**What is needed**
Check each line of the entries. Copy the ones that contain the string "NaiveDate".

**Entries taken from a collection**
::::::
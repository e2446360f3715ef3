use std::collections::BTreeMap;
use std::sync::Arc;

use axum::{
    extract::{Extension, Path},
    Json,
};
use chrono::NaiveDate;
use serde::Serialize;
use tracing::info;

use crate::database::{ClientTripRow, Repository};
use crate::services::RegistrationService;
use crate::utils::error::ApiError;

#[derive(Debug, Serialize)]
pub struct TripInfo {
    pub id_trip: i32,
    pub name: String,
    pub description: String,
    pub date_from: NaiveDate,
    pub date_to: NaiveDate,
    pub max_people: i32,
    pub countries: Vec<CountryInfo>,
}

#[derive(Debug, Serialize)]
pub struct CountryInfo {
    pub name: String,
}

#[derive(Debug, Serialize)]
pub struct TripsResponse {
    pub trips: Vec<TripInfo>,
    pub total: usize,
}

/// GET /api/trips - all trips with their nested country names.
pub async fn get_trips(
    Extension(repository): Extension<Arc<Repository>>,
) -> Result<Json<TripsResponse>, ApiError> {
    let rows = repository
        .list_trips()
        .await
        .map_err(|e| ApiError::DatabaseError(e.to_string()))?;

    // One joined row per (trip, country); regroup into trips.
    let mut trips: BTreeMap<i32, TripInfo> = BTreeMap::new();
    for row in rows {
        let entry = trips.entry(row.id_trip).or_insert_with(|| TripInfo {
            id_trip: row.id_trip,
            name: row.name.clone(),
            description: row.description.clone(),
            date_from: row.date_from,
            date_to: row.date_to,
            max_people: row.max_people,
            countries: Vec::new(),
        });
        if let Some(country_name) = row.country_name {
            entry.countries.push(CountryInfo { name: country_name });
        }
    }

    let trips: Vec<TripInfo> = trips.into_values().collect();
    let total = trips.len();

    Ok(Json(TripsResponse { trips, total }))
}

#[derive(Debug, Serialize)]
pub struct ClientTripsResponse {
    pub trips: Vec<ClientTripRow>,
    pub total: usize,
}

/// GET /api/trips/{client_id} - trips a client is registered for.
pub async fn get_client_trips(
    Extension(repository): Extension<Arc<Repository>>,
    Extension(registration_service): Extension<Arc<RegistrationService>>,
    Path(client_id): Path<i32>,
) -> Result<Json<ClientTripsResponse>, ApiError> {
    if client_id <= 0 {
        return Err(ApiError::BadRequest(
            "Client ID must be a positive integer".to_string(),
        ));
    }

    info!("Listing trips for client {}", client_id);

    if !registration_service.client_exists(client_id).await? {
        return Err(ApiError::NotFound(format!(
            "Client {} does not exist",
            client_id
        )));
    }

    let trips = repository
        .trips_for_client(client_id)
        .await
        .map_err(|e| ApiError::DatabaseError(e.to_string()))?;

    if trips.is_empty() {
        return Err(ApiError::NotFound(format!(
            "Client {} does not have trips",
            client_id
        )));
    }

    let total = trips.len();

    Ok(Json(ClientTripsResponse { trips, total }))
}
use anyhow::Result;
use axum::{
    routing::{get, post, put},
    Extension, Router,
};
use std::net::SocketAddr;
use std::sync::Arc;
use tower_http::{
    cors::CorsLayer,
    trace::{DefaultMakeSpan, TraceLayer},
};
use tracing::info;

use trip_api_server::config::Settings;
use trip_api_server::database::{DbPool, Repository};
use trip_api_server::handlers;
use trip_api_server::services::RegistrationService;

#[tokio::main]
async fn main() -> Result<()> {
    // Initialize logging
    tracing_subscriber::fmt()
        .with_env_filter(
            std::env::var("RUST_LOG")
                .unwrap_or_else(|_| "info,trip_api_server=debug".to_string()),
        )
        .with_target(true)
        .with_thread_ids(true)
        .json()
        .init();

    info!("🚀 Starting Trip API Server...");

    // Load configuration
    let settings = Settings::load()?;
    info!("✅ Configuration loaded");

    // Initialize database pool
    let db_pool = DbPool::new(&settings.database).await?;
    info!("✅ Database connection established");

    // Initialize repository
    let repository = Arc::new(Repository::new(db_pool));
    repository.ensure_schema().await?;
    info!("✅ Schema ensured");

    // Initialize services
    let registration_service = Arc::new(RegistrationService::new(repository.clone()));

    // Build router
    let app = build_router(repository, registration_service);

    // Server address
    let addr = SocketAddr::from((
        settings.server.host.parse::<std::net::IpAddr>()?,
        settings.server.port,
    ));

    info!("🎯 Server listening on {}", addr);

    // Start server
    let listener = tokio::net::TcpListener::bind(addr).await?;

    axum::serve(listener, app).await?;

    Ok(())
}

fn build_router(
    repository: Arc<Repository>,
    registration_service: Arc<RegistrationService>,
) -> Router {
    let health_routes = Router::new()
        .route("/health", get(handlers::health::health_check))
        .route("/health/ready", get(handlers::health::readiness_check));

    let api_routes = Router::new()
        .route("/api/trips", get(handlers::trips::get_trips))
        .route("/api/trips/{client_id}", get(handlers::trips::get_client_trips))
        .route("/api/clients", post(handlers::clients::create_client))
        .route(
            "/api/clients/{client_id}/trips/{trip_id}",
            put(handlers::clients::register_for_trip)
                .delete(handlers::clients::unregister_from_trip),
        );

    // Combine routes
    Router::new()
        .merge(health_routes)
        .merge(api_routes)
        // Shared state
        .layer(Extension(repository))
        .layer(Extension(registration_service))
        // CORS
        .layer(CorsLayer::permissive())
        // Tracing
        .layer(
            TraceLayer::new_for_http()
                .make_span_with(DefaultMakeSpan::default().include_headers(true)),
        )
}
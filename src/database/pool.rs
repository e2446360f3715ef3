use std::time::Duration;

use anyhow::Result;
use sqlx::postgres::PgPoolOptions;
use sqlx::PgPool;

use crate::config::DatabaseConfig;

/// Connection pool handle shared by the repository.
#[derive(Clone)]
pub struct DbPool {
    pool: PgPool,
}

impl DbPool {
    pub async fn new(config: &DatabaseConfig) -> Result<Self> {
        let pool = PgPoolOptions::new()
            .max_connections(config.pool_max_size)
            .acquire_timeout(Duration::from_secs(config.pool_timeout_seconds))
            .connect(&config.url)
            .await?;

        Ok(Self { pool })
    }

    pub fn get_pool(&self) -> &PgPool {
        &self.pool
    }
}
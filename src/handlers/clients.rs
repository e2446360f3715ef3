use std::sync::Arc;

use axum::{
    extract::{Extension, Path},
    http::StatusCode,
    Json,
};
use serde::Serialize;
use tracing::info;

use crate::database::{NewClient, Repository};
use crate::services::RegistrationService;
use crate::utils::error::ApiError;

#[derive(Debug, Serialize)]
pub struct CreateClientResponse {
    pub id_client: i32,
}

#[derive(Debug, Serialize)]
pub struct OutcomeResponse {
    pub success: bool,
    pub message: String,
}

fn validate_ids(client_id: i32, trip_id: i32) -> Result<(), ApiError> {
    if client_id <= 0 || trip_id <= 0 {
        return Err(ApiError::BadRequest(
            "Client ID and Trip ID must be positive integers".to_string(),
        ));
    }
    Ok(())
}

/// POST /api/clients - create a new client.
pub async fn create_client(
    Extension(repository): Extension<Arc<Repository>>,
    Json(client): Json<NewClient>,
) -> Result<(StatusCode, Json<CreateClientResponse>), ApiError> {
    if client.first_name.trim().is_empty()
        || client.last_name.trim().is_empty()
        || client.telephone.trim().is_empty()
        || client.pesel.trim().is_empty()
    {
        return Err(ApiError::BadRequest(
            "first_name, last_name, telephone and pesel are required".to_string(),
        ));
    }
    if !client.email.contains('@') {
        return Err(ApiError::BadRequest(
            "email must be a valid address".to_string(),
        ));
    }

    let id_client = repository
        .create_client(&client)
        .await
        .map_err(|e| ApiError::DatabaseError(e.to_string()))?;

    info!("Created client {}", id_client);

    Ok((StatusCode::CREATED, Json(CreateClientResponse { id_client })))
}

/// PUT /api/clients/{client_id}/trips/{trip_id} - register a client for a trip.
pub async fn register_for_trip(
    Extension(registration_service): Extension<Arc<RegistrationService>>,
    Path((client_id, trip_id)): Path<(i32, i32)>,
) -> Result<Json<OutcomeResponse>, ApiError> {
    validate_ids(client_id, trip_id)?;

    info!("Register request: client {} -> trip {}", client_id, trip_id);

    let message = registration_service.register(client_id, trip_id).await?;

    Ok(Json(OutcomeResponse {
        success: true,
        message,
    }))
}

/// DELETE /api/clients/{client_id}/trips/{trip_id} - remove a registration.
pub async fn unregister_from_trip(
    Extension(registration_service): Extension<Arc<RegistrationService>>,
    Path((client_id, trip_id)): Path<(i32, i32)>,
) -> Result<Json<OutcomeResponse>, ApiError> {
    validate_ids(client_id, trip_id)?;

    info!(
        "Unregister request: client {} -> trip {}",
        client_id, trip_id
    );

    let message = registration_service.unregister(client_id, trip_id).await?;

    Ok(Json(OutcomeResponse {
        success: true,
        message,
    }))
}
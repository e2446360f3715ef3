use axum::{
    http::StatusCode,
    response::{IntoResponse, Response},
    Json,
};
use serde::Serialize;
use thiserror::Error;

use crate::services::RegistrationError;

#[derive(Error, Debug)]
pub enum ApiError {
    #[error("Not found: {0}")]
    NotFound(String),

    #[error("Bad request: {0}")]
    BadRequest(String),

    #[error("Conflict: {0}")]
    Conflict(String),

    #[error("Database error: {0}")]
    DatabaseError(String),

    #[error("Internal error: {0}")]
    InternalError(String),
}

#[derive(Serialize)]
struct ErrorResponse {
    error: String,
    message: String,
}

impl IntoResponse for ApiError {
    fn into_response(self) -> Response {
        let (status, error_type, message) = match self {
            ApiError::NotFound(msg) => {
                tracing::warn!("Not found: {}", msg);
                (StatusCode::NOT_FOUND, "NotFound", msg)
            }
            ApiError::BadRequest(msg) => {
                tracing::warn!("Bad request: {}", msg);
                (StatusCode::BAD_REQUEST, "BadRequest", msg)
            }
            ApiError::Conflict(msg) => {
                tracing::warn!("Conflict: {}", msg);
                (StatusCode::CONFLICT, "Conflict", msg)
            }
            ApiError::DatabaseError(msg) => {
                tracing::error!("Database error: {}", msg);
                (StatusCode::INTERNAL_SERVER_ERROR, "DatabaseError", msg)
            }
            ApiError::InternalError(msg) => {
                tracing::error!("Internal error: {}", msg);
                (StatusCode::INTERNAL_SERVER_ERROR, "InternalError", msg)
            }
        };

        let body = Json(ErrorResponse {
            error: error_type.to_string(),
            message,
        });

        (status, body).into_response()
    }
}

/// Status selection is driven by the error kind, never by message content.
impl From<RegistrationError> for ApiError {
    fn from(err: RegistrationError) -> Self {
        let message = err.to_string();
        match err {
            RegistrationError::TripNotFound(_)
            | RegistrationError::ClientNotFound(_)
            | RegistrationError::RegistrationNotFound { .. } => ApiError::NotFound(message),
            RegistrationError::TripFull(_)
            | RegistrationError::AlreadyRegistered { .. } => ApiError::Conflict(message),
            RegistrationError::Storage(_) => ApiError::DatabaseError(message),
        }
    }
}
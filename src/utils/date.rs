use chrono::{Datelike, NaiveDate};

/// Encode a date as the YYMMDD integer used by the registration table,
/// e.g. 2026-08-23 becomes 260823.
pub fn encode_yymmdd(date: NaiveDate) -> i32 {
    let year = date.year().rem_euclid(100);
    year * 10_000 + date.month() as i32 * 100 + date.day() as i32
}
::::::
**Written answer**
use chrono::NaiveDate;
    pub date_from: NaiveDate,
    pub date_to: NaiveDate,
use chrono::{Datelike, NaiveDate};
pub fn encode_yymmdd(date: NaiveDate) -> i32 {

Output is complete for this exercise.